In the spring and fall a shedding blade can be used to trap the dead hair and remove it from the coat. These shedding blades, or a grooming rake, are just the tool to help get rid of the dead hair quickly and painlessly for the dog. Never pull out clumps of dead hair, this can cause the dog to become very sensitive in one area and can even lead to skin infections if the hair is pulled against the direction of growth.
Be sure when brushing a long haired breed to get all the hair, especially the areas prone to mats. These are typically the areas under the ears, along the neck, especially if the dog wears a collar, behind the legs and where the tail connects to the hips. The long hair on the rump, often known as the breeches, may also be an area prone to tangles and mats. If the mats are significant and cannot be removed with the brush, use scissors to cut them out.
Specialty Coats and Hair Types
Probably the most common specialty coat type is that of the terrier breeds. This wiry, naturally oily coat is thick and rough in texture on the outer coat and soft on the inner coat. The outer coat is typically not clipped or trimmed, rather it is routinely stripped. Stripping the coat involves a very detailed processes of plucking all the old, dead long hairs from the coat, leaving a short, trim coat that has a healthy appearance. Clipping most terriers is considered to damage their coats, often for several years. Most terrier owners or owners of wire-haired breeds will take their dog to a groomer to have this task completed.

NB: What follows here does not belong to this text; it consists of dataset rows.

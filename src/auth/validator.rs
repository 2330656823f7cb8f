// SPDX-License-Identifier: AGPL-3.0-or-later
//
// Copyright (C) 2026 Relational Network

//! Bearer token verification.
//!
//! Checks run in a fixed order and the first failure is reported:
//!
//! 1. structure (three base64url segments, JSON header and payload)
//! 2. algorithm (must be the single trusted, asymmetric algorithm)
//! 3. key resolution through the [`KeySetCache`]
//! 4. signature
//! 5. `exp`, `nbf`, `iss`, `aud`

use jsonwebtoken::errors::ErrorKind;
use jsonwebtoken::{decode, Algorithm, Validation};

use super::token::UnverifiedToken;
use super::{AuthError, BearerToken, KeySetCache, TrustedClaims};

/// Clock skew tolerance. None by default: a token is expired the second its
/// `exp` passes.
pub const DEFAULT_LEEWAY_SECS: u64 = 0;

/// Whether `algorithm` is a public-key signature algorithm.
///
/// HMAC algorithms are excluded: accepting them next to asymmetric keys is
/// the classic key-confusion hole.
pub fn is_asymmetric(algorithm: Algorithm) -> bool {
    !matches!(
        algorithm,
        Algorithm::HS256 | Algorithm::HS384 | Algorithm::HS512
    )
}

/// Verifies bearer tokens and produces [`TrustedClaims`].
#[derive(Clone)]
pub struct TokenValidator {
    keys: KeySetCache,
    validation: Validation,
}

impl TokenValidator {
    /// Create a validator trusting the algorithm configured on `keys`.
    ///
    /// Tokens must carry `iss == issuer` and an `aud` containing `audience`.
    pub fn new(keys: KeySetCache, issuer: &str, audience: &str) -> Self {
        let mut validation = Validation::new(keys.algorithm());
        validation.set_issuer(&[issuer]);
        validation.set_audience(&[audience]);
        validation.set_required_spec_claims(&["exp", "iss", "aud"]);
        validation.validate_nbf = true;
        validation.leeway = DEFAULT_LEEWAY_SECS;

        Self { keys, validation }
    }

    /// Set the clock skew tolerance applied to `exp` and `nbf`.
    pub fn with_leeway(mut self, seconds: u64) -> Self {
        self.validation.leeway = seconds;
        self
    }

    pub fn key_set(&self) -> &KeySetCache {
        &self.keys
    }

    pub async fn validate(&self, token: &BearerToken) -> Result<TrustedClaims, AuthError> {
        let unverified = UnverifiedToken::decode(token)?;

        let trusted = self.keys.algorithm();
        let declared: Algorithm = unverified
            .header
            .alg
            .parse()
            .map_err(|_| AuthError::UnsupportedAlgorithm)?;
        if declared != trusted || !is_asymmetric(declared) {
            return Err(AuthError::UnsupportedAlgorithm);
        }

        let kid = unverified
            .header
            .kid
            .as_deref()
            .ok_or(AuthError::MalformedToken)?;
        let key = self.keys.get(kid).await?;

        let token_data = decode::<serde_json::Value>(token.as_str(), &key, &self.validation)
            .map_err(|e| map_jwt_error(e.kind()))?;

        TrustedClaims::from_verified(token_data.claims)
    }
}

fn map_jwt_error(kind: &ErrorKind) -> AuthError {
    match kind {
        ErrorKind::InvalidSignature | ErrorKind::InvalidKeyFormat => AuthError::InvalidSignature,
        ErrorKind::InvalidAlgorithm => AuthError::UnsupportedAlgorithm,
        ErrorKind::ExpiredSignature => AuthError::TokenExpired,
        ErrorKind::ImmatureSignature => AuthError::TokenNotYetValid,
        ErrorKind::InvalidIssuer => AuthError::InvalidIssuer,
        ErrorKind::InvalidAudience => AuthError::InvalidAudience,
        ErrorKind::MissingRequiredClaim(claim) => match claim.as_str() {
            "iss" => AuthError::InvalidIssuer,
            "aud" => AuthError::InvalidAudience,
            _ => AuthError::MalformedToken,
        },
        _ => AuthError::MalformedToken,
    }
}

#[cfg(test)]
mod tests {
    use super::*;
    use crate::auth::parse_authorization;
    use base64::{engine::general_purpose::URL_SAFE_NO_PAD, Engine};
    use std::time::Duration;
    use url::Url;

    // Points at a port nothing listens on; tests here never get far enough
    // to need a key.
    fn validator(algorithm: Algorithm) -> TokenValidator {
        let keys = KeySetCache::new(
            Url::parse("http://127.0.0.1:9/.well-known/jwks.json").unwrap(),
            algorithm,
            Duration::from_millis(200),
        )
        .unwrap();
        TokenValidator::new(keys, "https://issuer.example.com/", "casting")
    }

    fn token(header: &str) -> BearerToken {
        let b64 = |s: &str| URL_SAFE_NO_PAD.encode(s.as_bytes());
        parse_authorization(Some(&format!(
            "Bearer {}.{}.{}",
            b64(header),
            b64(r#"{"sub":"x"}"#),
            b64("signature")
        )))
        .unwrap()
    }

    #[test]
    fn hmac_is_not_asymmetric() {
        assert!(!is_asymmetric(Algorithm::HS256));
        assert!(is_asymmetric(Algorithm::RS256));
        assert!(is_asymmetric(Algorithm::ES256));
        assert!(is_asymmetric(Algorithm::EdDSA));
    }

    #[tokio::test]
    async fn none_algorithm_is_rejected() {
        let result = validator(Algorithm::RS256)
            .validate(&token(r#"{"alg":"none","kid":"k"}"#))
            .await;
        assert_eq!(result, Err(AuthError::UnsupportedAlgorithm));
    }

    #[tokio::test]
    async fn hmac_algorithm_is_rejected() {
        let result = validator(Algorithm::RS256)
            .validate(&token(r#"{"alg":"HS256","kid":"k"}"#))
            .await;
        assert_eq!(result, Err(AuthError::UnsupportedAlgorithm));
    }

    #[tokio::test]
    async fn other_asymmetric_algorithm_is_rejected() {
        let result = validator(Algorithm::RS256)
            .validate(&token(r#"{"alg":"ES256","kid":"k"}"#))
            .await;
        assert_eq!(result, Err(AuthError::UnsupportedAlgorithm));
    }

    #[tokio::test]
    async fn hmac_is_rejected_even_when_configured() {
        let result = validator(Algorithm::HS256)
            .validate(&token(r#"{"alg":"HS256","kid":"k"}"#))
            .await;
        assert_eq!(result, Err(AuthError::UnsupportedAlgorithm));
    }

    #[tokio::test]
    async fn missing_kid_is_malformed() {
        let result = validator(Algorithm::RS256)
            .validate(&token(r#"{"alg":"RS256"}"#))
            .await;
        assert_eq!(result, Err(AuthError::MalformedToken));
    }

    #[tokio::test]
    async fn unreachable_key_set_is_unavailable() {
        let result = validator(Algorithm::RS256)
            .validate(&token(r#"{"alg":"RS256","kid":"k"}"#))
            .await;
        assert_eq!(result, Err(AuthError::KeySetUnavailable));
    }

    #[test]
    fn missing_claims_map_to_their_check() {
        assert_eq!(
            map_jwt_error(&ErrorKind::MissingRequiredClaim("iss".into())),
            AuthError::InvalidIssuer
        );
        assert_eq!(
            map_jwt_error(&ErrorKind::MissingRequiredClaim("aud".into())),
            AuthError::InvalidAudience
        );
        assert_eq!(
            map_jwt_error(&ErrorKind::MissingRequiredClaim("exp".into())),
            AuthError::MalformedToken
        );
    }
}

Very few breeds have coats that cannot or should not be brushed. One such breed is the Komondor, whose long, ringlet coat should be allowed to form naturally and without brushing, but individual strands or ringlets are separated. The Puli is another such breed. The hairless dogs may not need special grooming, but their skin needs protection from the sun as well as regular conditioning to prevent drying and skin rashes.